Floreat Brideshead

Brideshead Revisited receives attention in several recent postings. The New Statesman carries a brief article in its “TV and Radio” column in which a viewer retrospectively considers the 1981 TV adaptation:

Watching it now, at the terrifying age of 53, I am reminded how valuable it is to encounter art repeatedly: some things give up their full meaning slowly. Brideshead Revisited is intended for persons who have reached a certain age and suddenly thought, “What am I doing here?” The characters experience love, but they also lose love…It is maddeningly slow, but so is life; it is an apologia for religion but that won’t hurt you. It’s good to give in to yearning now and then and to revisit the things that we loved and misunderstood when we were younger. It will be interesting to watch Brideshead Revisited again in 30 years, to see how I have changed.

A Roman Catholic blog recommends Brideshead among 5 “Catholic novels” for its readers during the winter months and the blogger (Cecilia Pigg) comes to a similar conclusion on the book as was noted above about the TV series:

I read it first in high school, and my character analysis notes read something like this: “Ew. Julia is so condescending and superficial. I would never hang out with her. Sebastian, stop running away from your problems. Just because your dad did doesn’t make it right. Cordelia was a holy terror before becoming the family rock. Don’t people realize that?!”…Upon reading it after high school, my observations are a bit more nuanced! But that’s what makes the book so memorable. The layers present in the story, particularly in the images Waugh paints, withstand the re-read test and age with you—allowing you to grapple with the story again and again.

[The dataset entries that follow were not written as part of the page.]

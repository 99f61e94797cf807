//! Host-facing models: auth configs, role definitions, the mapped user and
//! the response envelope handed back to the dispatch layer.

use keycloak_client::config::KeycloakConfig;
use keycloak_client::models::UserProfile;
use serde::{Deserialize, Serialize};

/// One authorization configuration entry supplied by the host.
#[derive(Debug, Clone, Deserialize)]
pub struct AuthConfig {
    pub id: String,
    pub configuration: KeycloakConfig,
}

/// A host role granted when the user belongs to at least one of its groups.
#[derive(Debug, Clone, Deserialize)]
pub struct Role {
    pub name: String,
    #[serde(default)]
    pub auth_config_id: Option<String>,
    #[serde(default)]
    pub configuration: RoleConfiguration,
}

#[derive(Debug, Clone, Default, Deserialize)]
pub struct RoleConfiguration {
    #[serde(rename = "Groups", default)]
    pub groups: String,
}

impl Role {
    /// Groups parsed from the comma-separated `Groups` property. Blank
    /// entries are dropped, so `""` yields an empty list.
    pub fn required_groups(&self) -> Vec<String> {
        self.configuration
            .groups
            .split(',')
            .map(str::trim)
            .filter(|group| !group.is_empty())
            .map(str::to_string)
            .collect()
    }
}

/// User identity handed to the host, derived from provider claims.
#[derive(Debug, Clone, Serialize, Deserialize, PartialEq, Eq)]
pub struct User {
    pub username: String,
    pub display_name: String,
    pub email: String,
}

impl From<&UserProfile> for User {
    fn from(profile: &UserProfile) -> Self {
        let email = profile.email.clone().unwrap_or_default();
        User {
            username: email.clone(),
            display_name: profile.name.clone().unwrap_or_default(),
            email,
        }
    }
}

/// Response envelope for the host dispatch layer.
#[derive(Debug, Clone, PartialEq, Eq)]
pub struct PluginResponse {
    pub response_code: u16,
    pub body: String,
}

impl PluginResponse {
    pub fn success(body: String) -> PluginResponse {
        PluginResponse {
            response_code: 200,
            body,
        }
    }
}
//! Exchanges the authorization code from the callback for a token pair.

use std::collections::HashMap;

use log::debug;
use serde::Deserialize;

use keycloak_client::{IdentityProvider, KeycloakClient};

use crate::errors::PluginError;
use crate::models::{AuthConfig, PluginResponse};

const OPERATION: &str = "Get Access Token";

#[derive(Debug, Clone, Deserialize)]
pub struct FetchAccessTokenRequest {
    #[serde(default)]
    pub auth_configs: Vec<AuthConfig>,
    pub authorization_server_callback_url: String,
    #[serde(default)]
    pub request_parameters: HashMap<String, String>,
}

impl FetchAccessTokenRequest {
    pub fn from_json(body: &str) -> Result<FetchAccessTokenRequest, PluginError> {
        Ok(serde_json::from_str(body)?)
    }

    /// Authorization code received on the callback, empty when absent.
    pub fn authorization_code(&self) -> &str {
        self.request_parameters
            .get("code")
            .map(String::as_str)
            .unwrap_or_default()
    }
}

pub struct FetchAccessTokenExecutor {
    request: FetchAccessTokenRequest,
}

impl FetchAccessTokenExecutor {
    pub fn new(request: FetchAccessTokenRequest) -> FetchAccessTokenExecutor {
        FetchAccessTokenExecutor { request }
    }

    pub async fn execute(&self) -> Result<PluginResponse, PluginError> {
        let auth_config = self
            .request
            .auth_configs
            .first()
            .ok_or_else(|| PluginError::no_configuration(OPERATION))?;

        let client = KeycloakClient::new(auth_config.configuration.clone())?;
        let token = client
            .exchange_code(
                self.request.authorization_code(),
                &self.request.authorization_server_callback_url,
            )
            .await?;
        debug!("access token fetched for auth config `{}`", auth_config.id);

        Ok(PluginResponse::success(serde_json::to_string(&token)?))
    }
}
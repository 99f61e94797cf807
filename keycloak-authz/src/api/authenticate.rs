//! Authenticates a user from stored credentials and assigns host roles.

use log::debug;
use serde::{Deserialize, Serialize};

use keycloak_client::error::ClientError;
use keycloak_client::models::TokenInfo;
use keycloak_client::validator::TokenValidator;
use keycloak_client::{IdentityProvider, KeycloakClient};

use crate::authorizer::RoleAuthorizer;
use crate::errors::PluginError;
use crate::membership::{GroupClaimChecker, MembershipChecker};
use crate::models::{AuthConfig, PluginResponse, Role, User};

const OPERATION: &str = "Authenticate";

#[derive(Debug, Clone, Deserialize)]
pub struct AuthenticateUserRequest {
    #[serde(default)]
    pub credentials: Option<TokenInfo>,
    #[serde(default)]
    pub auth_configs: Vec<AuthConfig>,
    #[serde(default)]
    pub role_configs: Vec<Role>,
}

impl AuthenticateUserRequest {
    pub fn from_json(body: &str) -> Result<AuthenticateUserRequest, PluginError> {
        Ok(serde_json::from_str(body)?)
    }
}

/// Authenticated user plus the role names granted to them.
#[derive(Debug, Clone, Serialize)]
pub struct AuthenticationResponse {
    pub user: User,
    pub roles: Vec<String>,
}

pub struct AuthenticateUserExecutor<C = GroupClaimChecker> {
    request: AuthenticateUserRequest,
    authorizer: RoleAuthorizer<C>,
}

impl AuthenticateUserExecutor {
    pub fn new(request: AuthenticateUserRequest) -> AuthenticateUserExecutor {
        AuthenticateUserExecutor {
            request,
            authorizer: RoleAuthorizer::new(),
        }
    }
}

impl<C: MembershipChecker> AuthenticateUserExecutor<C> {
    /// Uses a caller-supplied authorizer, substituting the membership
    /// backend.
    pub fn with_authorizer(
        request: AuthenticateUserRequest,
        authorizer: RoleAuthorizer<C>,
    ) -> AuthenticateUserExecutor<C> {
        AuthenticateUserExecutor {
            request,
            authorizer,
        }
    }

    /// Validates the stored token (refreshing it when the provider reports
    /// it inactive), fetches the profile with the live token, and evaluates
    /// the configured roles.
    pub async fn execute(&self) -> Result<PluginResponse, PluginError> {
        let auth_config = self
            .request
            .auth_configs
            .first()
            .ok_or_else(|| PluginError::no_configuration(OPERATION))?;
        let credentials = self
            .request
            .credentials
            .as_ref()
            .ok_or(ClientError::MissingToken)?;

        let client = KeycloakClient::new(auth_config.configuration.clone())?;
        let token = TokenValidator::new(&client).ensure_active(credentials).await?;
        let profile = client.user_profile(&token.access_token).await?;

        let user = User::from(&profile);
        let roles = self
            .authorizer
            .authorize(&profile, auth_config, &self.request.role_configs)
            .await?;
        debug!(
            "authenticated `{}` with {} granted roles",
            user.username,
            roles.len()
        );

        let response = AuthenticationResponse { user, roles };
        Ok(PluginResponse::success(serde_json::to_string(&response)?))
    }
}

Finally, the auction house Bonham’s has announced the sale of another copy of the  limited edition of the novel Waugh had printed in 1944 as Christmas gifts for his friends. This one belonged to Pansy Lamb (nee Pakenham) and sold for £16,250. The auctioneers offer this by way of background:

On receiving her copy of Brideshead, Pansy, who in the 1920s shared a flat with Waugh’s first wife Evelyn Gardner, wrote to Waugh “You see English Society of the 20s as something baroque and magnificent on its last legs…. I fled from it because it seemed prosperous, bourgeois and practical and I believe it still is”. 

The sale also included Lamb’s inscribed copies of Edmund Campion and Put Out More Flags which sold for ÂŁ1,750 and £1,875, respectively. Copies of the inscriptions may be seen on the auctioneers’ website on the pages following the description of the Brideshead sale. The auction took place on 9 November 2016 in London.